The Growth Continues

Many identity based student organizations began to form as Wentworth's student population became more diverse. Many "first" and exciting milestone happened during this period of time as women grew in numbers. As the 90's came to the end, Wentworth entered a new millenium that would bring more diverse experiences and opportunities for faculty, staff, and students.

Club tables at the annual involvement fair
  • 1980's

    1980: International Student Club begins at Wentworth.

    1980: Diane Rudnick becomes an American Council of Education (ACE) Fellow becoming the first WIT faculty member to do so.

    1981: National Technical Association student chapter at Wentworth. The NTA promotes minorities in technical fields. NTA is not an active organization as of 2020.

    1981: Linda P. Fernandes becomes the first woman to receive the Alumni Medal of Honor

    1981: Paula Woodman is the first female student to serve as Class Marshall

    1981: Sonia O’Neil is the first female to receive the Beatty Medal for outstanding scholarship and excellence in character (September CO-OP graduation).

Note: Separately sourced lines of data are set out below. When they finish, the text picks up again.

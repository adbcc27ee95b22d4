//! Text/reasoning block lifecycle.
//!
//! The tracker exposes only two ways to change block state,
//! [`BlockTracker::ensure_open`] and [`BlockTracker::close_if_open`], so the
//! "one open block at a time" rule cannot be bypassed by callers.

use unistream_spec::{ProviderMetadata, StreamPart};

#[derive(Debug, Clone, Copy, PartialEq, Eq, Hash)]
pub enum BlockKind {
    Text,
    Reasoning,
}

impl BlockKind {
    pub fn other(self) -> Self {
        match self {
            BlockKind::Text => BlockKind::Reasoning,
            BlockKind::Reasoning => BlockKind::Text,
        }
    }

    pub fn as_str(self) -> &'static str {
        match self {
            BlockKind::Text => "text",
            BlockKind::Reasoning => "reasoning",
        }
    }
}

#[derive(Debug, Default)]
pub struct BlockTracker {
    text: Option<String>,
    reasoning: Option<String>,
    next_block_id: u64,
}

impl BlockTracker {
    pub fn new() -> Self {
        Self::default()
    }

    fn slot(&mut self, kind: BlockKind) -> &mut Option<String> {
        match kind {
            BlockKind::Text => &mut self.text,
            BlockKind::Reasoning => &mut self.reasoning,
        }
    }

    /// Id of the open block of `kind`, if any.
    pub fn open_id(&self, kind: BlockKind) -> Option<&str> {
        match kind {
            BlockKind::Text => self.text.as_deref(),
            BlockKind::Reasoning => self.reasoning.as_deref(),
        }
    }

    pub fn is_open(&self, kind: BlockKind) -> bool {
        self.open_id(kind).is_some()
    }

    /// Make sure a block of `kind` is open and return its id.
    ///
    /// Closes the competing kind first. `provider_metadata` is attached to the
    /// `*-start` part when a new block is opened.
    pub fn ensure_open(
        &mut self,
        kind: BlockKind,
        provider_metadata: Option<ProviderMetadata>,
        out: &mut Vec<StreamPart>,
    ) -> String {
        self.close_if_open(kind.other(), out);

        if let Some(id) = self.open_id(kind) {
            return id.to_string();
        }

        let id = self.next_block_id.to_string();
        self.next_block_id += 1;
        tracing::trace!(block_id = %id, kind = kind.as_str(), "open block");

        out.push(match kind {
            BlockKind::Text => StreamPart::TextStart {
                id: id.clone(),
                provider_metadata,
            },
            BlockKind::Reasoning => StreamPart::ReasoningStart {
                id: id.clone(),
                provider_metadata,
            },
        });
        *self.slot(kind) = Some(id.clone());
        id
    }

    /// Emit `*-end` for the open block of `kind`, if there is one.
    pub fn close_if_open(&mut self, kind: BlockKind, out: &mut Vec<StreamPart>) {
        let Some(id) = self.slot(kind).take() else {
            return;
        };
        tracing::trace!(block_id = %id, kind = kind.as_str(), "close block");
        out.push(match kind {
            BlockKind::Text => StreamPart::TextEnd { id },
            BlockKind::Reasoning => StreamPart::ReasoningEnd { id },
        });
    }

    /// Close text, then reasoning.
    pub fn close_all(&mut self, out: &mut Vec<StreamPart>) {
        self.close_if_open(BlockKind::Text, out);
        self.close_if_open(BlockKind::Reasoning, out);
    }
}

    1982: The Society of Women Engineers (SWE) student chapter at Wentworth forms. SWE encourages women to achieve full potential in careers as engineers and leaders, expands the image of the engineering profession as a positive force in the quality of life, and demonstrates the value of diversity. The chapter continues to be one of the most involved student organizations on campus today (2020).

    1982: Zhengliang Lu China receives the Alumni Medal of Honor.

    1982: Fred L. Thompson elected to Wentworth Corporation Plant Manager Monsanto Chemical. Thompson becomes a Trustee in 1984.

    1983: Professor John Alexander (Math) serves as Director of Blacks and Mathematics, a national project under the sponsorship of the Mathematical Association of America.

    1983: Ute Volpi becomes the first woman to graduate from the aviation program. The first graduating class was in 1932.

    1983: Wentworth starts an all-women basketball team. It becomes the first varsity sport for women on campus allowing women to participate in intercollegiate athletics under the leadership of Coach Judy Marinelli, Associate Director of Development. Softball, tennis, volleyball, and air rifle would soon follow.

    1983: Tuskegee Airmen, Inc. forms an endowed scholarship to support students with unmet financial need.

    1983: NCAA elects Wentworth to Division III membership.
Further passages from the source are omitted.